Molecules Binding #1: An introduction to Drug Discovery

Sofia Guerreiro
Sofia Guerreiro Co-author
Cristiana Carpinteiro
Cristiana Carpinteiro Co-author

In this series of blog posts, we are going to explore how AI, in particular, geometric deep learning, can speed up drug discovery. We’ll dive deep on one specific case: how Graph Neural Networks can predict binding affinity, a key measure in the drug development process. But before delving into the technical details, let’s understand why this topic is so relevant.

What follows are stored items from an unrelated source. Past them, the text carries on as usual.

impl EntityStore {
    /// Create an empty store
    #[inline]
    #[must_use]
    pub fn new() -> Self {
        Self::default()
    }

    /// The store's audit log
    #[inline]
    #[must_use]
    pub fn audit(&self) -> &AuditLog {
        &self.audit
    }

    fn entity_exists(&self, entity: EntityRef) -> bool {
        match entity {
            EntityRef::Artifact(id) => self.artifacts.contains_key(&id),
            EntityRef::Group(id) => self.groups.contains_key(&id),
        }
    }

    fn check_entity(&self, entity: EntityRef) -> Result<(), StoreError> {
        if self.entity_exists(entity) {
            return Ok(());
        }
        match entity {
            EntityRef::Artifact(id) => Err(StoreError::UnknownArtifact(id)),
            EntityRef::Group(id) => Err(StoreError::UnknownGroup(id)),
        }
    }

    // ---- inserts ----------------------------------------------------------

    /// Insert an artifact
    ///
    /// # Errors
    /// Fails on duplicate id or when a referenced group, process, or root
    /// artifact is not stored.
    pub fn insert_artifact(&self, artifact: Artifact) -> Result<ArtifactId, StoreError> {
        if self.artifacts.contains_key(&artifact.id) {
            return Err(StoreError::DuplicateId(artifact.id.to_string()));
        }
        if let Some(group) = artifact.primary_group {
            if !self.groups.contains_key(&group) {
                return Err(StoreError::UnknownGroup(group));
            }
        }
        for tag in &artifact.tags {
            if !self.groups.contains_key(tag) {
                return Err(StoreError::UnknownGroup(*tag));
            }
        }
        if let Some(process) = artifact.created {
            if !self.processes.contains_key(&process) {
                return Err(StoreError::UnknownProcess(process));
            }
        }
        if let Some(root) = artifact.root_artifact {
            if !self.artifacts.contains_key(&root) {
                return Err(StoreError::UnknownArtifact(root));
            }
        }

        let id = artifact.id;
        if let Some(group) = artifact.primary_group {
            self.artifacts_by_group.entry(group).or_default().push(id);
        }
        for tag in &artifact.tags {
            self.artifacts_by_tag.entry(*tag).or_default().push(id);
        }
        self.artifacts.insert(id, artifact);
        Ok(id)
    }

    /// Insert a group
    ///
    /// # Errors
    /// Fails on duplicate id or unknown parent/tag groups.
    pub fn insert_group(&self, group: Group) -> Result<GroupId, StoreError> {
        if self.groups.contains_key(&group.id) {
            return Err(StoreError::DuplicateId(group.id.to_string()));
        }
        if let Some(parent) = group.parent {
            if !self.groups.contains_key(&parent) {
                return Err(StoreError::UnknownGroup(parent));
            }
        }
        for tag in &group.tags {
            if !self.groups.contains_key(tag) {
                return Err(StoreError::UnknownGroup(*tag));
            }
        }

        let id = group.id;
        if let Some(parent) = group.parent {
            self.groups_by_parent.entry(parent).or_default().push(id);
        }
        for tag in &group.tags {
            self.groups_by_tag.entry(*tag).or_default().push(id);
        }
        self.groups.insert(id, group);
        Ok(id)
    }

    /// Insert a process
    ///
    /// # Errors
    /// Fails on duplicate id.
    pub fn insert_process(&self, process: Process) -> Result<ProcessId, StoreError> {
        if self.processes.contains_key(&process.id) {
            return Err(StoreError::DuplicateId(process.id.to_string()));
        }
        let id = process.id;
        self.processes.insert(id, process);
        Ok(id)
    }

    /// Insert a process record
    ///
    /// # Errors
    /// Fails when the owning process or any referenced end is not stored.
    pub fn insert_record(&self, record: ProcessRecord) -> Result<ProcessRecordId, StoreError> {
        if self.records.contains_key(&record.id) {
            return Err(StoreError::DuplicateId(record.id.to_string()));
        }
        if !self.processes.contains_key(&record.process) {
            return Err(StoreError::UnknownProcess(record.process));
        }
        for end in [record.in_ref, record.out_ref, record.bridge].into_iter().flatten() {
            self.check_entity(end)?;
        }

        let id = record.id;
        if let Some(input) = record.in_ref {
            self.records_by_in.entry(input).or_default().push(id);
        }
        if let Some(output) = record.out_ref {
            self.records_by_out.entry(output).or_default().push(id);
        }
        self.records_by_process.entry(record.process).or_default().push(id);
        self.records.insert(id, record);
        Ok(id)
    }

    /// Insert a metric namespace
    ///
    /// # Errors
    /// Fails when the owning artifact is not stored.
    pub fn insert_metric(&self, metric: Metric) -> Result<MetricId, StoreError> {
        if !self.artifacts.contains_key(&metric.artifact) {
            return Err(StoreError::UnknownArtifact(metric.artifact));
        }
        let id = metric.id;
        self.metrics_by_artifact.entry(metric.artifact).or_default().push(id);
        self.metrics.insert(id, metric);
        Ok(id)
    }

    /// Insert a metadata record
    ///
    /// # Errors
    /// Fails when the target entity is not stored.
    pub fn insert_meta(&self, record: MetaRecord) -> Result<MetaRecordId, StoreError> {
        let target_exists = match record.target {
            MetaTarget::Artifact(id) => self.artifacts.contains_key(&id),
            MetaTarget::Group(id) => self.groups.contains_key(&id),
            MetaTarget::Process(id) => self.processes.contains_key(&id),
            MetaTarget::ProcessRecord(id) => self.records.contains_key(&id),
        };
        if !target_exists {
            return Err(StoreError::UnknownTarget(record.target));
        }
        let id = record.id;
        self.meta_by_target.entry(record.target).or_default().push(id);
        self.meta.insert(id, record);
        Ok(id)
    }

    // ---- lookups ----------------------------------------------------------

    /// Artifact by id
    #[must_use]
    pub fn get_artifact(&self, id: ArtifactId) -> Option<Artifact> {
        self.artifacts.get(&id).map(|a| a.clone())
    }

    /// Group by id
    #[must_use]
    pub fn get_group(&self, id: GroupId) -> Option<Group> {
        self.groups.get(&id).map(|g| g.clone())
    }

    /// Process by id
    #[must_use]
    pub fn get_process(&self, id: ProcessId) -> Option<Process> {
        self.processes.get(&id).map(|p| p.clone())
    }

    /// Process record by id
    #[must_use]
    pub fn get_record(&self, id: ProcessRecordId) -> Option<ProcessRecord> {
        self.records.get(&id).map(|r| r.clone())
    }

    fn resolve_records(&self, ids: Option<Vec<ProcessRecordId>>) -> Vec<ProcessRecord> {
        ids.unwrap_or_default()
            .into_iter()
            .filter_map(|id| self.get_record(id))
            .collect()
    }

    /// Records whose output end is `entity` (the edges that produced it)
    #[must_use]
    pub fn records_producing(&self, entity: EntityRef) -> Vec<ProcessRecord> {
        self.resolve_records(self.records_by_out.get(&entity).map(|v| v.clone()))
    }

    /// Records whose input end is `entity` (the edges consuming it downstream)
    #[must_use]
    pub fn records_consuming(&self, entity: EntityRef) -> Vec<ProcessRecord> {
        self.resolve_records(self.records_by_in.get(&entity).map(|v| v.clone()))
    }

    /// All records belonging to one process
    #[must_use]
    pub fn records_for_process(&self, process: ProcessId) -> Vec<ProcessRecord> {
        self.resolve_records(self.records_by_process.get(&process).map(|v| v.clone()))
    }

    /// Artifacts labeled with the tag group
    #[must_use]
    pub fn artifacts_tagged(&self, tag: GroupId) -> Vec<ArtifactId> {
        self.artifacts_by_tag.get(&tag).map(|v| v.clone()).unwrap_or_default()
    }

    /// Artifacts whose primary group is `group`
    #[must_use]
    pub fn group_members(&self, group: GroupId) -> Vec<ArtifactId> {
        self.artifacts_by_group.get(&group).map(|v| v.clone()).unwrap_or_default()
    }

    /// Direct child groups of `group`
    #[must_use]
    pub fn child_groups(&self, group: GroupId) -> Vec<GroupId> {
        self.groups_by_parent.get(&group).map(|v| v.clone()).unwrap_or_default()
    }

    /// Metric namespaces attached to an artifact
    #[must_use]
    pub fn metrics_for(&self, artifact: ArtifactId) -> Vec<Metric> {
        self.metrics_by_artifact
            .get(&artifact)
            .map(|v| v.clone())
            .unwrap_or_default()
            .into_iter()
            .filter_map(|id| self.metrics.get(&id).map(|m| m.clone()))
            .collect()
    }

    /// Metadata records attached to a target
    #[must_use]
    pub fn meta_for(&self, target: MetaTarget) -> Vec<MetaRecord> {
        self.meta_by_target
            .get(&target)
            .map(|v| v.clone())
            .unwrap_or_default()
            .into_iter()
            .filter_map(|id| self.meta.get(&id).map(|m| m.clone()))
            .collect()
    }

    /// Groups matching a display name
    #[must_use]
    pub fn groups_named(&self, name: &str) -> Vec<Group> {
        self.groups
            .iter()
            .filter(|entry| entry.value().name == name)
            .map(|entry| entry.value().clone())
            .collect()
    }

    // ---- mutations --------------------------------------------------------

    /// Label an existing artifact with a tag group
    ///
    /// # Errors
    /// Fails when either side is unknown.
    pub fn tag_artifact(&self, artifact: ArtifactId, tag: GroupId) -> Result<(), StoreError> {
        if !self.groups.contains_key(&tag) {
            return Err(StoreError::UnknownGroup(tag));
        }
        let mut entry = self
            .artifacts
            .get_mut(&artifact)
            .ok_or(StoreError::UnknownArtifact(artifact))?;
        if entry.tags.insert(tag) {
            drop(entry);
            self.artifacts_by_tag.entry(tag).or_default().push(artifact);
        }
        Ok(())
    }

    /// Label an existing group with a tag group
    ///
    /// # Errors
    /// Fails when either side is unknown.
    pub fn tag_group(&self, group: GroupId, tag: GroupId) -> Result<(), StoreError> {
        if !self.groups.contains_key(&tag) {
            return Err(StoreError::UnknownGroup(tag));
        }
        let mut entry = self.groups.get_mut(&group).ok_or(StoreError::UnknownGroup(group))?;
        if entry.tags.insert(tag) {
            drop(entry);
            self.groups_by_tag.entry(tag).or_default().push(group);
        }
        Ok(())
    }

    /// Flip an artifact's quarantine flag, recording the flip in the audit log
    ///
    /// # Errors
    /// Fails when the artifact is unknown.
    pub fn set_quarantined(
        &self,
        artifact: ArtifactId,
        quarantined: bool,
        actor: &str,
    ) -> Result<(), StoreError> {
        let mut entry = self
            .artifacts
            .get_mut(&artifact)
            .ok_or(StoreError::UnknownArtifact(artifact))?;
        entry.quarantined = quarantined;
        drop(entry);
        let action = if quarantined { AuditAction::Quarantine } else { AuditAction::Release };
        self.audit.append(actor, action, EntityRef::Artifact(artifact).to_string());
        Ok(())
    }

    /// Cascading group delete
    ///
    /// Detaches every tag link referencing the group, then recursively
    /// removes child groups, member artifacts (with their metrics and
    /// metadata), and finally the group itself. Process records survive as
    /// historical events but are dropped from the traversal indices of the
    /// removed entities.
    ///
    /// # Errors
    /// Fails when the group is unknown.
    pub fn nuke_group(&self, group: GroupId, actor: &str) -> Result<(), StoreError> {
        if !self.groups.contains_key(&group) {
            return Err(StoreError::UnknownGroup(group));
        }
        tracing::info!(group = %group, "nuking group");
        self.nuke_inner(group);
        self.audit.append(actor, AuditAction::NukeGroup, EntityRef::Group(group).to_string());
        Ok(())
    }

    fn nuke_inner(&self, group: GroupId) {
        // Detach tag links first so labels never dangle on survivors.
        if let Some((_, tagged)) = self.artifacts_by_tag.remove(&group) {
            for artifact in tagged {
                if let Some(mut entry) = self.artifacts.get_mut(&artifact) {
                    entry.tags.remove(&group);
                }
            }
        }
        if let Some((_, tagged)) = self.groups_by_tag.remove(&group) {
            for other in tagged {
                if let Some(mut entry) = self.groups.get_mut(&other) {
                    entry.tags.remove(&group);
                }
            }
        }

        for child in self.child_groups(group) {
            self.nuke_inner(child);
        }
        for artifact in self.group_members(group) {
            self.remove_artifact(artifact);
        }

        if let Some(parent) = self.groups.get(&group).and_then(|g| g.parent) {
            if let Some(mut siblings) = self.groups_by_parent.get_mut(&parent) {
                siblings.retain(|id| *id != group);
            }
        }
        self.groups_by_parent.remove(&group);
        self.artifacts_by_group.remove(&group);
        self.records_by_in.remove(&EntityRef::Group(group));
        self.records_by_out.remove(&EntityRef::Group(group));
        self.meta_by_target.remove(&MetaTarget::Group(group));
        self.groups.remove(&group);
    }

    fn remove_artifact(&self, artifact: ArtifactId) {
        if let Some((_, metric_ids)) = self.metrics_by_artifact.remove(&artifact) {
            for id in metric_ids {
                self.metrics.remove(&id);
            }
        }
        if let Some((_, meta_ids)) = self.meta_by_target.remove(&MetaTarget::Artifact(artifact)) {
            for id in meta_ids {
                self.meta.remove(&id);
            }
        }
        if let Some(entry) = self.artifacts.get(&artifact) {
            let tags: Vec<GroupId> = entry.tags.iter().copied().collect();
            drop(entry);
            for tag in tags {
                if let Some(mut index) = self.artifacts_by_tag.get_mut(&tag) {
                    index.retain(|id| *id != artifact);
                }
            }
        }
        self.records_by_in.remove(&EntityRef::Artifact(artifact));
        self.records_by_out.remove(&EntityRef::Artifact(artifact));
        self.artifacts.remove(&artifact);
    }

    // ---- counts (test and diagnostic support) -----------------------------

    /// Number of stored artifacts
    #[inline]
    #[must_use]
    pub fn artifact_count(&self) -> usize {
        self.artifacts.len()
    }

    /// Number of stored groups
    #[inline]
    #[must_use]
    pub fn group_count(&self) -> usize {
        self.groups.len()
    }

    /// Number of stored process records
    #[inline]
    #[must_use]
    pub fn record_count(&self) -> usize {
        self.records.len()
    }
}
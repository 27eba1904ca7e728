//! Per-kind behavior descriptors
//!
//! Each kind enum (artifact, group, process) maps to a [`KindDescriptor`]
//! through an exhaustive match, so a kind cannot exist without naming
//! behavior.

/// Naming behavior for one concrete entity kind
#[derive(Debug, Clone, Copy, PartialEq, Eq)]
pub struct KindDescriptor {
    /// Stable lowercase code used in serialization
    pub code: &'static str,
    /// Human-readable label
    pub label: &'static str,
}

impl KindDescriptor {
    /// Build a descriptor
    #[inline]
    #[must_use]
    pub const fn new(code: &'static str, label: &'static str) -> Self {
        Self { code, label }
    }
}
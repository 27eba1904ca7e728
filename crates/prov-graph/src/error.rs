//! Walker error types

use prov_entity::{ArtifactId, ProcessId, StoreError};

/// Errors raised by graph operations that mutate the store
///
/// Read-only traversals do not error: cycles are stopped structurally by
/// visited sets and unresolvable ends are simply absent from the result.
#[derive(Debug, Clone, PartialEq, thiserror::Error)]
pub enum GraphError {
    /// Quarantine target is not stored
    #[error("unknown artifact: {0}")]
    UnknownArtifact(ArtifactId),

    /// Quarantine cause is not stored
    #[error("unknown process: {0}")]
    UnknownProcess(ProcessId),

    /// Underlying store rejected a write
    #[error(transparent)]
    Store(#[from] StoreError),
}
//! Registry error types

use crate::model::{DecisionId, EquivalenceGroupId, RuleId, TestId, TestVersionId};

/// Errors raised by registry registration and lookup
#[derive(Debug, Clone, PartialEq, thiserror::Error)]
pub enum RegistryError {
    /// Equivalence group id is not registered
    #[error("unknown equivalence group: {0}")]
    UnknownGroup(EquivalenceGroupId),

    /// Test id is not registered
    #[error("unknown test: {0}")]
    UnknownTest(TestId),

    /// Test version id is not registered
    #[error("unknown test version: {0}")]
    UnknownVersion(TestVersionId),

    /// Rule id is not registered
    #[error("unknown rule: {0}")]
    UnknownRule(RuleId),

    /// Decision id is not registered
    #[error("unknown decision: {0}")]
    UnknownDecision(DecisionId),

    /// No entity registered under this name
    #[error("no such name: {0}")]
    NoSuchName(String),

    /// More than one entity registered under this name
    #[error("ambiguous name: {0}")]
    AmbiguousName(String),

    /// Test has no published versions yet
    #[error("test has no published versions: {0}")]
    NoVersions(TestId),

    /// Decision references rules from a different version
    #[error("decision rules must belong to the decision's version")]
    CrossVersionDecision,
}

Molecules Binding #1: An Introduction to Drug Discovery

Developing new drugs is hard…

The process of developing new drugs is very slow and costly, with each new drug development cycle taking 10~17 years and costing approximately 2.600 million US dollars. [1]

The first 3-5 years are spent researching and testing up to 10.000 potential drug candidates to find effective and safe drugs that can treat specific diseases. Then, the chosen drugs undergo extensive preclinical testing in laboratories and animals to assess safety and efficacy. If successful, the drugs move on to clinical trials, where they are tested in human volunteers through multiple phases. These trials can take several years to complete. Afterward, all the data is reviewed by regulatory authorities to make sure the drug is safe and effective (Fig. 1). [2]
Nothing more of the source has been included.